Observers have warned the rules could cripple the already financially struggling cargo carriers with much higher fuel and/or scrubber costs that the lines will be unable to cover with surcharges to shippers. In fact, the CEO of one carrier said the rules could cause bankruptcies for some companies.


"We're all going to go bust," Junichiro Ikeda, CEO of Japanese container carrier MOL, said in June. (See Will New Low Sulfur Fuels Cause Cargo Ship Engines to Shut Down?).

The new charges, on top of existing contract rates, are meant to compensate Maersk for the high cost of the expensive new scrubbers or a switch to more expensive fuels.

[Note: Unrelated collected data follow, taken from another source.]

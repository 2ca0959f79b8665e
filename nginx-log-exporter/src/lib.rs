//! Prometheus exporter for nginx access logs.
//!
//! The exporter follows an access log file, matches every appended line
//! against the configured `log_format` and turns the result into request
//! metrics served over HTTP.
//!
//! # Architecture
//!
//! ```text
//! ┌─────────────────┐     ┌─────────────────┐     ┌─────────────────┐     ┌─────────────────┐
//! │  access.log     │────>│  LogFollower    │────>│    Pipeline     │────>│   HTTP Server   │
//! │  (rotating)     │     │  (line stream)  │     │ (match + apply) │     │   (/metrics)    │
//! └─────────────────┘     └─────────────────┘     └─────────────────┘     └─────────────────┘
//! ```
//!
//! # Usage
//!
//! ```bash
//! nginx-log-exporter -f /var/log/nginx/access.log -l env=prod
//! nginx-log-exporter --config exporter.json5
//! ```
//!
//! # Configuration
//!
//! See [`config::ExporterConfig`] for configuration options.

pub mod aggregator;
pub mod args;
pub mod config;
pub mod fields;
pub mod follower;
pub mod http;
pub mod metrics;
pub mod naming;
pub mod pipeline;

pub use aggregator::Aggregator;
pub use args::Args;
pub use config::{ExporterConfig, LogFormat, LoggingConfig};
pub use fields::{FieldMap, LabelSet, LogField};
pub use follower::{FollowError, LogFollower, LogLine, OpenError};
pub use http::HttpServer;
pub use self::metrics::{MetricRegistry, SharedRegistry};
pub use pipeline::Pipeline;

/// Initialize tracing with the given configuration.
///
/// `RUST_LOG` takes precedence over the configured level. Supports two
/// output formats:
/// - `LogFormat::Text` (default): Human-readable text format
/// - `LogFormat::Json`: Structured JSON format for log aggregation systems
pub fn init_tracing(config: &LoggingConfig) -> anyhow::Result<()> {
    use tracing_subscriber::{EnvFilter, fmt, prelude::*};

    let filter =
        EnvFilter::try_from_default_env().unwrap_or_else(|_| EnvFilter::new(&config.level));

    match config.format {
        LogFormat::Text => {
            tracing_subscriber::registry()
                .with(fmt::layer())
                .with(filter)
                .try_init()
                .map_err(|e| anyhow::anyhow!("Failed to initialize tracing: {}", e))?;
        }
        LogFormat::Json => {
            tracing_subscriber::registry()
                .with(fmt::layer().json())
                .with(filter)
                .try_init()
                .map_err(|e| anyhow::anyhow!("Failed to initialize tracing: {}", e))?;
        }
    }

    Ok(())
}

They will be based on the average cost of fuel and a mysterious "trade factor" that takes into account cargo flows, with lower charges for backhauls.

This week, the just-style.com web site reported that Maersk – the world's largest container carrier - insists the new surcharge has been "well received" by customers. However, the British International Freight Association (BIFA) says that the program is "unjustified" and "exploits the situation."

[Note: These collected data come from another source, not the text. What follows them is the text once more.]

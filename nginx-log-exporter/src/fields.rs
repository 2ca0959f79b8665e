//! Log fields the exporter derives metrics from.
//!
//! The format itself is arbitrary; only the fields listed in [`LogField`]
//! feed metrics. Their positions in a [`FormatPlan`] are resolved once so that
//! per-line access is a plain index.

use nginx_log_format::{FieldError, FormatPlan, ParsedEntry};

/// Fields with a meaning for the exported metrics.
#[derive(Debug, Clone, Copy, PartialEq, Eq, Hash)]
pub enum LogField {
    Status,
    Request,
    BodyBytesSent,
    BytesSent,
    UpstreamResponseTime,
    UpstreamResponseLength,
    RequestTime,
}

impl LogField {
    pub const ALL: [LogField; 7] = [
        Self::Status,
        Self::Request,
        Self::BodyBytesSent,
        Self::BytesSent,
        Self::UpstreamResponseTime,
        Self::UpstreamResponseLength,
        Self::RequestTime,
    ];

    /// The nginx variable name, without `$`.
    pub fn name(self) -> &'static str {
        match self {
            Self::Status => "status",
            Self::Request => "request",
            Self::BodyBytesSent => "body_bytes_sent",
            Self::BytesSent => "bytes_sent",
            Self::UpstreamResponseTime => "upstream_response_time",
            Self::UpstreamResponseLength => "upstream_response_length",
            Self::RequestTime => "request_time",
        }
    }

    fn slot(self) -> usize {
        self as usize
    }
}

impl std::fmt::Display for LogField {
    fn fmt(&self, f: &mut std::fmt::Formatter<'_>) -> std::fmt::Result {
        write!(f, "${}", self.name())
    }
}

/// Positions of the known fields in one compiled plan.
#[derive(Debug, Clone, PartialEq, Eq)]
pub struct FieldMap {
    indices: [Option<usize>; LogField::ALL.len()],
}

impl FieldMap {
    pub fn new(plan: &FormatPlan) -> Self {
        let mut indices = [None; LogField::ALL.len()];
        for field in LogField::ALL {
            indices[field.slot()] = plan.field_index(field.name());
        }
        Self { indices }
    }

    pub fn index(&self, field: LogField) -> Option<usize> {
        self.indices[field.slot()]
    }

    pub fn contains(&self, field: LogField) -> bool {
        self.index(field).is_some()
    }

    /// Known fields the plan does not declare.
    pub fn missing(&self) -> impl Iterator<Item = LogField> + '_ {
        LogField::ALL.into_iter().filter(|f| !self.contains(*f))
    }

    /// Raw value of a known field.
    pub fn value<'a>(&self, entry: &ParsedEntry<'a>, field: LogField) -> Option<&'a str> {
        self.index(field).and_then(|i| entry.get(i))
    }

    /// Value of a known field read as a number.
    pub fn number(&self, entry: &ParsedEntry<'_>, field: LogField) -> Result<f64, FieldError> {
        match self.index(field) {
            Some(i) => entry.float_at(i),
            None => Err(FieldError::Missing {
                field: field.name().to_string(),
            }),
        }
    }
}

/// Label names of every metric vector, in key order.
pub const LABEL_NAMES: [&str; 2] = ["status", "method"];

/// Metric vector key derived from one line.
#[derive(Debug, Clone, Default, PartialEq, Eq, PartialOrd, Ord, Hash)]
pub struct LabelSet {
    pub status: String,
    pub method: String,
}

impl LabelSet {
    pub fn new(status: impl Into<String>, method: impl Into<String>) -> Self {
        Self {
            status: status.into(),
            method: method.into(),
        }
    }

    /// Labels for a parsed line.
    ///
    /// `status` is taken verbatim; `method` is the first whitespace separated
    /// word of the request line, whatever it is. Absent fields give "".
    pub fn from_entry(fields: &FieldMap, entry: &ParsedEntry<'_>) -> Self {
        let status = fields.value(entry, LogField::Status).unwrap_or_default();
        let method = fields
            .value(entry, LogField::Request)
            .and_then(|request| request.split_whitespace().next())
            .unwrap_or_default();

        Self::new(status, method)
    }

    /// Values in [`LABEL_NAMES`] order.
    pub fn values(&self) -> [&str; 2] {
        [&self.status, &self.method]
    }
}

Maersk ships will be fitted with engines that can run on liquid natural gas or add the new scrubber technology. To recoup the higher costs, Maersk has introduced a Bunker Adjustment Factor (BAF) to help customers predict, plan and track how changes in fuel price will impact total shipping freight rate - an update to the existing SBF surcharge that is based on "several variable factors". The BAF will replace the existing Standard Bunker Factor (SBF) and allows customers to simulate and calculate the BAF tariff at any time, Maersk says.

Many shippers are howling.

First, some critics note that Maersk is introducing the scheme a year before the higher fuel prices come in – though of course some of investments will precede the deadline in order for Maersk to be ready to comply.

"Asking customers to contribute to new environmental costs is to be expected, but this charge lacks transparency; no data is available to let customers work out how the charge has been calculated," said James Hookham, secretary general of the Global Shippers' Forum, last week.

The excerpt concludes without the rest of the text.